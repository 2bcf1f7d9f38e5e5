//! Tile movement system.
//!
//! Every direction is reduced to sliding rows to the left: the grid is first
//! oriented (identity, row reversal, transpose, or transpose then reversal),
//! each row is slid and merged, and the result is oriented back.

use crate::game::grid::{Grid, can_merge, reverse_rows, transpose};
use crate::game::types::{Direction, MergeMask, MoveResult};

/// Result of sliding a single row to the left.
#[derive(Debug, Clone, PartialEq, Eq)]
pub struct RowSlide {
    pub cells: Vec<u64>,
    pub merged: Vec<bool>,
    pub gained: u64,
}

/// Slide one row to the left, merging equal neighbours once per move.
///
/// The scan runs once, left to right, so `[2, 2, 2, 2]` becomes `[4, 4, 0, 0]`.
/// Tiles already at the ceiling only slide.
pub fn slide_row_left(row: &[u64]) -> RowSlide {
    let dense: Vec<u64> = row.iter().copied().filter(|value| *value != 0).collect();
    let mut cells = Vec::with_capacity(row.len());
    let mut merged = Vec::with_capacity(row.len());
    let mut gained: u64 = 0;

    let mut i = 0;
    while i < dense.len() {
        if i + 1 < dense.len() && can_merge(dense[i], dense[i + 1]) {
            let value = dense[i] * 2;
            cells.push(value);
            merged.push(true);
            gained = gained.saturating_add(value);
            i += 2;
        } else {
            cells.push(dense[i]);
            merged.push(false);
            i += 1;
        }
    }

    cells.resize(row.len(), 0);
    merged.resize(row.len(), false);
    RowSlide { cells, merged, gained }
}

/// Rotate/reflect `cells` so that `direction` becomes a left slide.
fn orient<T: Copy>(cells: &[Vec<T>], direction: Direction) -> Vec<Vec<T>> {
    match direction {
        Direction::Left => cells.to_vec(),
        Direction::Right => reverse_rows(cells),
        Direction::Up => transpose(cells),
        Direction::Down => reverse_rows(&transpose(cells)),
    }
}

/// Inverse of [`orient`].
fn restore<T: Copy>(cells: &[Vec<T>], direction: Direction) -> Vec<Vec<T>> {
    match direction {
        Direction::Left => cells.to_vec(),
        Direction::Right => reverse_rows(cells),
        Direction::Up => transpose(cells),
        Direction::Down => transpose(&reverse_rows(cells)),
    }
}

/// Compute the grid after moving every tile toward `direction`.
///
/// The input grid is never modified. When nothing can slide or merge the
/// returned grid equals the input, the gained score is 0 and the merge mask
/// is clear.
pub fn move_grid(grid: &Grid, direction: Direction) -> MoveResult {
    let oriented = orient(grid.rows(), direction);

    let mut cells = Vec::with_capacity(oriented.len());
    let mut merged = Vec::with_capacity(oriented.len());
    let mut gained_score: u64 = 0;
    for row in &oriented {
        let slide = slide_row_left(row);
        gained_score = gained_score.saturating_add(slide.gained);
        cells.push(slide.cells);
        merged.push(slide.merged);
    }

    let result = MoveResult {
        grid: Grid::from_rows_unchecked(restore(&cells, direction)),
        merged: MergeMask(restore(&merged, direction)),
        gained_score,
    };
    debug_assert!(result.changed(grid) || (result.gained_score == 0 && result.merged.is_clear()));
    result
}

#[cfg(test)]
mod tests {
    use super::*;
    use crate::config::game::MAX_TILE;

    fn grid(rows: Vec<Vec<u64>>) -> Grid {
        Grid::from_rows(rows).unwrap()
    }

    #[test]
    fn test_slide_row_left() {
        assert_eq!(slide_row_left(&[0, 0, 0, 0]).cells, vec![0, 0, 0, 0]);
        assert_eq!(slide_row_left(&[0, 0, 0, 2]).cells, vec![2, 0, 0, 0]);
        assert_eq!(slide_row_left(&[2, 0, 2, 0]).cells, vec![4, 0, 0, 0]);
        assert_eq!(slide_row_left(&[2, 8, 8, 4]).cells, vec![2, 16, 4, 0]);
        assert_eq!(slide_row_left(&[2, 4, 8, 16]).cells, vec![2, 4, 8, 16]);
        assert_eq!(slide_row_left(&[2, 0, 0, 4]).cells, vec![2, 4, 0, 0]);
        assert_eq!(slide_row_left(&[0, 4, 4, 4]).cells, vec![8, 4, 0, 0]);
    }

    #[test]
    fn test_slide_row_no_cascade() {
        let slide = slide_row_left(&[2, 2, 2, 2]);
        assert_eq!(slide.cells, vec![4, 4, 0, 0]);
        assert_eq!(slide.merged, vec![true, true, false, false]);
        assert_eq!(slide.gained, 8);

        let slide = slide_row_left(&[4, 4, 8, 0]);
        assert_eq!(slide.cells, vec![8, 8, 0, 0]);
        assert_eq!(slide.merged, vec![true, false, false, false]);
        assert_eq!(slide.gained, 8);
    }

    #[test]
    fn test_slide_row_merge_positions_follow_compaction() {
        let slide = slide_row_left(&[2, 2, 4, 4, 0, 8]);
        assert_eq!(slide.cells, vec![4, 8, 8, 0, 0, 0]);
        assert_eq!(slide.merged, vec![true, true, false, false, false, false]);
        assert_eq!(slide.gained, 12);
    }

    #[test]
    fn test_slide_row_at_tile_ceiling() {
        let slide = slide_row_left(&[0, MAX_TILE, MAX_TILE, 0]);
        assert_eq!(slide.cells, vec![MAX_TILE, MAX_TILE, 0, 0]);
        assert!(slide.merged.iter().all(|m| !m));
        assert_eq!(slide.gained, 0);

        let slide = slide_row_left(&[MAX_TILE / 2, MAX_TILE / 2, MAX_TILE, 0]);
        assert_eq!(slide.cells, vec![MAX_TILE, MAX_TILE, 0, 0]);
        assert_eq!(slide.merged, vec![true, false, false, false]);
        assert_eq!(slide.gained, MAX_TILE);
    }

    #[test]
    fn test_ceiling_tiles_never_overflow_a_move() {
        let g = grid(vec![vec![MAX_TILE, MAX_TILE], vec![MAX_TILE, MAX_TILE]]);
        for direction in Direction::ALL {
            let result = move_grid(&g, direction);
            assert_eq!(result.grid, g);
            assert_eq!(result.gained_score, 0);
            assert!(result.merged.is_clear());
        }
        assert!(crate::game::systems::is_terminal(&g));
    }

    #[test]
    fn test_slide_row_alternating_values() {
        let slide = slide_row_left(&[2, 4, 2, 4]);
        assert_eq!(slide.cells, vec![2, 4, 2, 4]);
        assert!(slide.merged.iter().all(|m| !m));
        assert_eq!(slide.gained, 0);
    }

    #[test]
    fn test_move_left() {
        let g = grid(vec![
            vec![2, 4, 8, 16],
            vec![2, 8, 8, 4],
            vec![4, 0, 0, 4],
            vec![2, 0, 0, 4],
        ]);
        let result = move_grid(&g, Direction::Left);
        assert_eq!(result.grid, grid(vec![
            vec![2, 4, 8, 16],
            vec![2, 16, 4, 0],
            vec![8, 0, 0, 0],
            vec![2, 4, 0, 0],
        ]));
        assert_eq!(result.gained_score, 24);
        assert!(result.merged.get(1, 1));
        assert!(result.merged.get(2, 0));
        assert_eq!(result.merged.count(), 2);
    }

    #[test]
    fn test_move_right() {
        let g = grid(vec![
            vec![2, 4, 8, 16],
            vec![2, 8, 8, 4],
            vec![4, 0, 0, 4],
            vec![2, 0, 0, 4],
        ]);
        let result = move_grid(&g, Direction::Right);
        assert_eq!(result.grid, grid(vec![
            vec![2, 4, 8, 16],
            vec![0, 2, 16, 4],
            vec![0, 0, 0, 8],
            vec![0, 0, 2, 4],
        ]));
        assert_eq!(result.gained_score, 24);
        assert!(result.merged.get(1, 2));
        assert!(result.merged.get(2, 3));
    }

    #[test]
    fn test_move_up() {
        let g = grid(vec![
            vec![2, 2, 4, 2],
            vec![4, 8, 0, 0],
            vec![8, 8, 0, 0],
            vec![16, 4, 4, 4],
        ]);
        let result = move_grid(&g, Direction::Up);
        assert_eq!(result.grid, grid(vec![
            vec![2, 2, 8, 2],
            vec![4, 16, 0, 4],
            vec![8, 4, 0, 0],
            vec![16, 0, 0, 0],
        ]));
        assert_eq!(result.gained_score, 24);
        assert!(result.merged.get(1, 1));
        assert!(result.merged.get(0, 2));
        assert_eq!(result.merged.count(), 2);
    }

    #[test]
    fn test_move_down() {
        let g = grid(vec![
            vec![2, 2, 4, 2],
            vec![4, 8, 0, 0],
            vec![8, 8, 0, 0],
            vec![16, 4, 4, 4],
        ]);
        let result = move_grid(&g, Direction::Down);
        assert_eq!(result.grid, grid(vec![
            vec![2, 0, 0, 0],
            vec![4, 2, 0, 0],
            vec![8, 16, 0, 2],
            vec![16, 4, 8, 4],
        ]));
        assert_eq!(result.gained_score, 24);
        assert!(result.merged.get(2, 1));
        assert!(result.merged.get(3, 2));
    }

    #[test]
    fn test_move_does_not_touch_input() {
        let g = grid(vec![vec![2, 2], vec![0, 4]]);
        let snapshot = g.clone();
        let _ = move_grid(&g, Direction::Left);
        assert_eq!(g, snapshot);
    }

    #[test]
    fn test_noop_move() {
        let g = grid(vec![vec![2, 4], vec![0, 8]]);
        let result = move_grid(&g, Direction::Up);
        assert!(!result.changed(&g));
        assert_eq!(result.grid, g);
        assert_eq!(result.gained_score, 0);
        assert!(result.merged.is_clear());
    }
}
------------
A word-for-word copy of the lines above from the one with "gained = gained.saturating_add(value);" through the one with "pub fn move_grid(grid: &Grid, direction: Direction)", inclusive, is the only output wanted.

→ EXERCISE SOLUTION
            gained = gained.saturating_add(value);
            i += 2;
        } else {
            cells.push(dense[i]);
            merged.push(false);
            i += 1;
        }
    }

    cells.resize(row.len(), 0);
    merged.resize(row.len(), false);
    RowSlide { cells, merged, gained }
}

/// Rotate/reflect `cells` so that `direction` becomes a left slide.
fn orient<T: Copy>(cells: &[Vec<T>], direction: Direction) -> Vec<Vec<T>> {
    match direction {
        Direction::Left => cells.to_vec(),
        Direction::Right => reverse_rows(cells),
        Direction::Up => transpose(cells),
        Direction::Down => reverse_rows(&transpose(cells)),
    }
}

/// Inverse of [`orient`].
fn restore<T: Copy>(cells: &[Vec<T>], direction: Direction) -> Vec<Vec<T>> {
    match direction {
        Direction::Left => cells.to_vec(),
        Direction::Right => reverse_rows(cells),
        Direction::Up => transpose(cells),
        Direction::Down => transpose(&reverse_rows(cells)),
    }
}

/// Compute the grid after moving every tile toward `direction`.
///
/// The input grid is never modified. When nothing can slide or merge the
/// returned grid equals the input, the gained score is 0 and the merge mask
/// is clear.
pub fn move_grid(grid: &Grid, direction: Direction) -> MoveResult {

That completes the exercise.